SPARK-22211: Removing an incorrect FOJ optimization
I'm digging into some Spark SQL tickets, and wanted to ask a procedural question about SPARK-22211 and optimizer changes in general.
To summarise the JIRA, Catalyst appears to be incorrectly pushing a limit down below a FULL OUTER JOIN, risking possibly incorrect results. I don't believe there is a simple, equivalent optimization available that we could use instead. There *is* a possibility that, with co-ordination between the logical and physical planners, we could use a join implementation that makes the optimization correct (see (*) below for some details).
My question is more general: how does the community make decisions about optimizer changes that have non-uniform effects on plan quality? Is there a standard set of benchmark queries that people run to judge the impact on common workloads?
It's clear that there needs to be a bugfix here - but we could just fix the bug and disable pushdowns below FOJs. The change (*) to preserve the optimization is arguably too brittle, and itself may not always be effective if it forces the physical planner to choose an implementation that's suboptimal just to allow the limit to get pushed down.
I am minded to push a patch that just disables the FOJ limit-pushing rule, and consider more complex optimizations as a follow-up, but wanted to see if I'm missing some inputs first.

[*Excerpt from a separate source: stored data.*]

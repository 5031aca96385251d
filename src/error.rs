use thiserror::Error;

/// Fatal failures of the explode and load stages.
///
/// Per-row parse failures are not represented here: they degrade the row to
/// an empty structure and are reported through [`crate::ParseFailure`].
#[derive(Error, Debug)]
pub enum SmelterError {
    #[error("I/O error: {0}")]
    Io(#[from] std::io::Error),

    #[error("CSV error: {0}")]
    Csv(#[from] csv::Error),

    #[error("Configuration error: {0}")]
    Config(String),

    #[error("Database error during {stage}: {source}")]
    Database {
        stage: &'static str,
        #[source]
        source: sqlx::Error,
    },

    #[error("Read stage failed: column '{0}' not found in input header")]
    MissingColumn(String),

    #[error("Merge stage failed: {rows} rows but {fragments} flattened fragments")]
    Alignment { rows: usize, fragments: usize },

    #[error("Load stage failed: {0}")]
    ColumnMismatch(String),

    #[error("Load stage failed: malformed record {record}: {reason}")]
    MalformedRecord { record: u64, reason: String },

    #[error("Load stage failed: {0}")]
    Transaction(String),
}

impl SmelterError {
    pub(crate) fn database(stage: &'static str) -> impl FnOnce(sqlx::Error) -> Self {
        move |source| SmelterError::Database { stage, source }
    }
}

pub type Result<T> = std::result::Result<T, SmelterError>;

(*) Pushing the limit down is safe if the join operator is guaranteed to emit unmatched tuples from the limited side before any unmatched tuples from the unlimited side. This is impractical with a sort-merge join, but possible with a hash-join if the limit gets pushed to the streaming side. The optimizer would also be prevented from reordering the join (and flipping the inputs) unless it treated the limit correctly and kept it fixed to the streaming side. But in principle, we could force the physical planner to detect a FOJ with a pushed-down limit, and only select a compatible join operator.